[Opening Provided entries section]

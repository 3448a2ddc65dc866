// Copyright (C) 2026 Fred Clausen
// Use of this source code is governed by an MIT-style
// license that can be found in the LICENSE file or at
// https://opensource.org/licenses/MIT.

//! Staff invite queries.

use diesel::prelude::*;
use diesel::{MysqlConnection, SqliteConnection};

use crate::data_models::{StaffInviteData, decode_role_set};
use crate::diesel_schema::staff_invites;
use crate::error::PersistenceError;

/// Diesel Queryable struct for staff invite rows.
#[derive(Queryable, Selectable)]
#[diesel(table_name = staff_invites)]
pub(crate) struct StaffInviteRow {
    pub(crate) invite_id: i64,
    pub(crate) email: String,
    pub(crate) invited_by: String,
    pub(crate) staff_roles: String,
    pub(crate) city: String,
    pub(crate) token: String,
    pub(crate) accepted: i32,
    pub(crate) created_at: String,
    pub(crate) expires_at: String,
}

impl TryFrom<StaffInviteRow> for StaffInviteData {
    type Error = PersistenceError;

    fn try_from(row: StaffInviteRow) -> Result<Self, Self::Error> {
        Ok(Self {
            invite_id: row.invite_id,
            email: row.email,
            invited_by: row.invited_by,
            staff_roles: decode_role_set(&row.staff_roles)?,
            city: row.city,
            token: row.token,
            accepted: row.accepted != 0,
            created_at: row.created_at,
            expires_at: row.expires_at,
        })
    }
}

backend_fn! {
/// Retrieves the unaccepted invite matching a token.
///
/// An accepted invite does not match: a consumed token behaves exactly
/// like an unknown one.
///
/// # Errors
///
/// Returns an error if the database query fails or the stored role set
/// cannot be decoded.
/// Returns `Ok(None)` if no unaccepted invite matches.
pub fn get_unaccepted_invite_by_token(
    conn: &mut _,
    token: &str,
) -> Result<Option<StaffInviteData>, PersistenceError> {
    let result: Result<StaffInviteRow, diesel::result::Error> = staff_invites::table
        .filter(staff_invites::token.eq(token))
        .filter(staff_invites::accepted.eq(0))
        .select(StaffInviteRow::as_select())
        .first(conn);

    match result {
        Ok(row) => Ok(Some(StaffInviteData::try_from(row)?)),
        Err(diesel::result::Error::NotFound) => Ok(None),
        Err(e) => Err(PersistenceError::from(e)),
    }
}
}

backend_fn! {
/// Lists all invites, newest first.
///
/// # Errors
///
/// Returns an error if the database query fails or a stored role set
/// cannot be decoded.
pub fn list_invites(conn: &mut _) -> Result<Vec<StaffInviteData>, PersistenceError> {
    let rows: Vec<StaffInviteRow> = staff_invites::table
        .order(staff_invites::invite_id.desc())
        .select(StaffInviteRow::as_select())
        .load(conn)?;

    rows.into_iter().map(StaffInviteData::try_from).collect()
}
}
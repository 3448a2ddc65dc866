// Copyright (C) 2026 Fred Clausen
// Use of this source code is governed by an MIT-style
// license that can be found in the LICENSE file or at
// https://opensource.org/licenses/MIT.

//! Event chat message mutations.

use diesel::prelude::*;
use diesel::{MysqlConnection, SqliteConnection};

use crate::backend::PersistenceBackend;
use crate::data_models::MessageData;
use crate::diesel_schema::messages;
use crate::error::PersistenceError;

/// Diesel Insertable struct for message rows.
#[derive(Insertable)]
#[diesel(table_name = messages)]
struct NewMessageRow {
    event_id: i64,
    sender_id: String,
    content: String,
    is_private: i32,
    private_recipient_id: Option<String>,
    created_at: String,
}

backend_fn! {
/// Inserts a message into an event's chat.
///
/// # Returns
///
/// The created message with its canonical id.
///
/// # Errors
///
/// Returns an error if the insert fails.
pub fn insert_message(
    conn: &mut _,
    event_id: i64,
    sender_id: &str,
    content: &str,
    is_private: bool,
    private_recipient_id: Option<&str>,
    created_at: &str,
) -> Result<MessageData, PersistenceError> {
    let record = NewMessageRow {
        event_id,
        sender_id: sender_id.to_string(),
        content: content.to_string(),
        is_private: i32::from(is_private),
        private_recipient_id: private_recipient_id.map(ToString::to_string),
        created_at: created_at.to_string(),
    };

    diesel::insert_into(messages::table)
        .values(&record)
        .execute(conn)?;
    let message_id: i64 = conn.get_last_insert_rowid()?;

    Ok(MessageData {
        message_id,
        event_id,
        sender_id: sender_id.to_string(),
        content: content.to_string(),
        is_private,
        private_recipient_id: private_recipient_id.map(ToString::to_string),
        created_at: created_at.to_string(),
    })
}
}
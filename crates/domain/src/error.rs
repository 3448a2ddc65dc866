// Copyright (C) 2026 Fred Clausen
// Use of this source code is governed by an MIT-style
// license that can be found in the LICENSE file or at
// https://opensource.org/licenses/MIT.

/// Errors that can occur during domain validation.
#[derive(Debug, Clone, PartialEq, Eq)]
pub enum DomainError {
    /// Profile role string is not recognized.
    InvalidProfileRole(String),
    /// Staff role string is not recognized.
    InvalidStaffRole(String),
    /// Availability status string is not recognized.
    InvalidAvailabilityStatus(String),
    /// Event status string is not recognized.
    InvalidEventStatus(String),
    /// Dispatch status string is not recognized.
    InvalidDispatchStatus {
        /// The unrecognized status string.
        status: String,
    },
    /// A status transition is not permitted by lifecycle rules.
    InvalidStatusTransition {
        /// The current status.
        from: String,
        /// The requested status.
        to: String,
        /// Why the transition is not permitted.
        reason: String,
    },
    /// A dispatch request has already been accepted or declined.
    DispatchAlreadyResolved {
        /// The current (terminal) status of the request.
        status: String,
    },
    /// A dispatch was issued with no candidate staff members.
    EmptyCandidateSet,
    /// Email address is empty or invalid.
    InvalidEmail(String),
    /// Event title is empty or invalid.
    InvalidTitle(String),
    /// City is empty or invalid.
    InvalidCity(String),
    /// Event location is empty or invalid.
    InvalidLocation(String),
    /// Event date is empty or invalid.
    InvalidDate(String),
    /// Message content is empty or invalid.
    InvalidContent(String),
    /// A staff invite or staff profile was given an empty role set.
    EmptyStaffRoleSet,
    /// An event declares the same role requirement twice.
    DuplicateRoleRequirement {
        /// The duplicated role.
        role: String,
    },
    /// The invite has already been accepted.
    InviteAlreadyAccepted,
    /// The invite is past its expiry timestamp.
    InviteExpired {
        /// The expiry timestamp (ISO 8601).
        expires_at: String,
    },
    /// Failed to parse a timestamp from a string.
    TimestampParseError {
        /// The invalid timestamp string.
        timestamp: String,
        /// The parsing error message.
        error: String,
    },
}

impl std::fmt::Display for DomainError {
    fn fmt(&self, f: &mut std::fmt::Formatter<'_>) -> std::fmt::Result {
        match self {
            Self::InvalidProfileRole(msg) => write!(f, "Invalid profile role: {msg}"),
            Self::InvalidStaffRole(msg) => write!(f, "Invalid staff role: {msg}"),
            Self::InvalidAvailabilityStatus(msg) => {
                write!(f, "Invalid availability status: {msg}")
            }
            Self::InvalidEventStatus(msg) => write!(f, "Invalid event status: {msg}"),
            Self::InvalidDispatchStatus { status } => {
                write!(f, "Invalid dispatch status: {status}")
            }
            Self::InvalidStatusTransition { from, to, reason } => {
                write!(f, "Invalid status transition from '{from}' to '{to}': {reason}")
            }
            Self::DispatchAlreadyResolved { status } => {
                write!(f, "Dispatch request already handled: status is '{status}'")
            }
            Self::EmptyCandidateSet => {
                write!(f, "Dispatch requires at least one candidate staff member")
            }
            Self::InvalidEmail(msg) => write!(f, "Invalid email: {msg}"),
            Self::InvalidTitle(msg) => write!(f, "Invalid title: {msg}"),
            Self::InvalidCity(msg) => write!(f, "Invalid city: {msg}"),
            Self::InvalidLocation(msg) => write!(f, "Invalid location: {msg}"),
            Self::InvalidDate(msg) => write!(f, "Invalid date: {msg}"),
            Self::InvalidContent(msg) => write!(f, "Invalid message content: {msg}"),
            Self::EmptyStaffRoleSet => {
                write!(f, "At least one staff role must be assigned")
            }
            Self::DuplicateRoleRequirement { role } => {
                write!(f, "Role requirement for '{role}' is declared more than once")
            }
            Self::InviteAlreadyAccepted => write!(f, "Invite has already been accepted"),
            Self::InviteExpired { expires_at } => {
                write!(f, "Invite expired at {expires_at}")
            }
            Self::TimestampParseError { timestamp, error } => {
                write!(f, "Failed to parse timestamp '{timestamp}': {error}")
            }
        }
    }
}

impl std::error::Error for DomainError {}
// Copyright (C) 2026 Fred Clausen
// Use of this source code is governed by an MIT-style
// license that can be found in the LICENSE file or at
// https://opensource.org/licenses/MIT.

//! Profile and staff profile queries.
//!
//! This module contains backend-agnostic queries for retrieving directory
//! profiles and their staff extensions. All queries use Diesel DSL and
//! work across all supported database backends.

use diesel::prelude::*;
use diesel::{MysqlConnection, SqliteConnection};

use crate::data_models::{ProfileData, StaffProfileData, decode_role_set};
use crate::diesel_schema::{profiles, staff_profiles};
use crate::error::PersistenceError;

/// Diesel Queryable struct for profile rows.
#[derive(Queryable, Selectable)]
#[diesel(table_name = profiles)]
struct ProfileRow {
    id: String,
    email: String,
    name: String,
    role: String,
    phone: Option<String>,
    created_at: String,
}

impl From<ProfileRow> for ProfileData {
    fn from(row: ProfileRow) -> Self {
        Self {
            id: row.id,
            email: row.email,
            name: row.name,
            role: row.role,
            phone: row.phone,
            created_at: row.created_at,
        }
    }
}

/// Diesel Queryable struct for staff profile rows.
#[derive(Queryable, Selectable)]
#[diesel(table_name = staff_profiles)]
struct StaffProfileRow {
    id: String,
    staff_roles: String,
    city: String,
    status: String,
}

impl TryFrom<StaffProfileRow> for StaffProfileData {
    type Error = PersistenceError;

    fn try_from(row: StaffProfileRow) -> Result<Self, Self::Error> {
        Ok(Self {
            id: row.id,
            staff_roles: decode_role_set(&row.staff_roles)?,
            city: row.city,
            status: row.status,
        })
    }
}

backend_fn! {
/// Retrieves a profile by its identity-provider id.
///
/// # Errors
///
/// Returns an error if the database query fails.
/// Returns `Ok(None)` if the profile is not found.
pub fn get_profile(
    conn: &mut _,
    profile_id: &str,
) -> Result<Option<ProfileData>, PersistenceError> {
    let result: Result<ProfileRow, diesel::result::Error> = profiles::table
        .filter(profiles::id.eq(profile_id))
        .select(ProfileRow::as_select())
        .first(conn);

    match result {
        Ok(row) => Ok(Some(ProfileData::from(row))),
        Err(diesel::result::Error::NotFound) => Ok(None),
        Err(e) => Err(PersistenceError::from(e)),
    }
}
}

backend_fn! {
/// Retrieves a staff profile by profile id.
///
/// # Errors
///
/// Returns an error if the database query fails or the stored role set
/// cannot be decoded.
/// Returns `Ok(None)` if no staff profile exists for the id.
pub fn get_staff_profile(
    conn: &mut _,
    profile_id: &str,
) -> Result<Option<StaffProfileData>, PersistenceError> {
    let result: Result<StaffProfileRow, diesel::result::Error> = staff_profiles::table
        .filter(staff_profiles::id.eq(profile_id))
        .select(StaffProfileRow::as_select())
        .first(conn);

    match result {
        Ok(row) => Ok(Some(StaffProfileData::try_from(row)?)),
        Err(diesel::result::Error::NotFound) => Ok(None),
        Err(e) => Err(PersistenceError::from(e)),
    }
}
}

backend_fn! {
/// Lists staff profiles, optionally filtered by city and/or status.
///
/// Capability (staff role) filtering happens above this layer; the role
/// set lives in a JSON column the query DSL cannot index into.
///
/// # Errors
///
/// Returns an error if the database query fails or a stored role set
/// cannot be decoded.
pub fn list_staff_profiles(
    conn: &mut _,
    city: Option<&str>,
    status: Option<&str>,
) -> Result<Vec<StaffProfileData>, PersistenceError> {
    let mut query = staff_profiles::table
        .select(StaffProfileRow::as_select())
        .into_boxed();
    if let Some(city) = city {
        query = query.filter(staff_profiles::city.eq(city.to_string()));
    }
    if let Some(status) = status {
        query = query.filter(staff_profiles::status.eq(status.to_string()));
    }

    let rows: Vec<StaffProfileRow> = query.order(staff_profiles::id.asc()).load(conn)?;

    rows.into_iter().map(StaffProfileData::try_from).collect()
}
}
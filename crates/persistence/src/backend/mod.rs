// Copyright (C) 2026 Fred Clausen
// Use of this source code is governed by an MIT-style
// license that can be found in the LICENSE file or at
// https://opensource.org/licenses/MIT.

//! Database backend-specific code.
//!
//! This module isolates backend-specific initialization, migration,
//! and helper functions that cannot be expressed in backend-agnostic
//! Diesel DSL.
//!
//! ## Backend Support
//!
//! - `sqlite` — `SQLite` backend (default for development and testing)
//! - `mysql` — MySQL/MariaDB backend (validated via opt-in tests)
//!
//! ## Backend-Agnostic Code
//!
//! Most persistence code should be backend-agnostic and use Diesel DSL.
//! Backend-specific code is limited to:
//!
//! - Connection initialization
//! - Migration execution
//! - Backend-specific configuration (e.g., PRAGMA, engine settings)
//! - Backend-specific workarounds for missing Diesel DSL features
//!
//! All domain queries and mutations live in `queries/` and `mutations/`
//! modules and must work across all supported backends.

pub mod mysql;
pub mod sqlite;

use diesel::{Connection, MysqlConnection, SqliteConnection};

use crate::error::PersistenceError;

/// Trait for backend-specific operations.
///
/// This trait provides a unified interface for operations that cannot be
/// expressed in backend-agnostic Diesel DSL, such as retrieving the last
/// inserted row ID or verifying foreign key enforcement.
///
/// This trait is implemented for both `SqliteConnection` and `MysqlConnection`,
/// allowing query and mutation functions to be generic over backend type
/// while maintaining a single implementation.
pub trait PersistenceBackend: Connection {
    /// Retrieves the last inserted row ID.
    ///
    /// This is needed because Diesel's `RETURNING` clause support varies
    /// across backends, and some operations require the inserted ID.
    ///
    /// # Errors
    ///
    /// Returns an error if the query fails.
    fn get_last_insert_rowid(&mut self) -> Result<i64, PersistenceError>;

    /// Verifies that foreign key enforcement is enabled.
    ///
    /// This is a startup-time check to ensure referential integrity
    /// constraints are enforced by the database backend.
    ///
    /// # Errors
    ///
    /// Returns an error if foreign key enforcement is not enabled.
    fn verify_foreign_key_enforcement(&mut self) -> Result<(), PersistenceError>;
}

impl PersistenceBackend for SqliteConnection {
    fn get_last_insert_rowid(&mut self) -> Result<i64, PersistenceError> {
        sqlite::get_last_insert_rowid(self)
    }

    fn verify_foreign_key_enforcement(&mut self) -> Result<(), PersistenceError> {
        sqlite::verify_foreign_key_enforcement(self)
    }
}

impl PersistenceBackend for MysqlConnection {
    fn get_last_insert_rowid(&mut self) -> Result<i64, PersistenceError> {
        mysql::get_last_insert_rowid(self)
    }

    fn verify_foreign_key_enforcement(&mut self) -> Result<(), PersistenceError> {
        mysql::verify_foreign_key_enforcement(self)
    }
}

[Closing Provided entries section]

### Action item
Copy every line where the word "queries" is present in the entries above.

### Result
//! Staff invite queries.
//! Profile and staff profile queries.
//! This module contains backend-agnostic queries for retrieving directory
//! profiles and their staff extensions. All queries use Diesel DSL and
//! All domain queries and mutations live in `queries/` and `mutations/`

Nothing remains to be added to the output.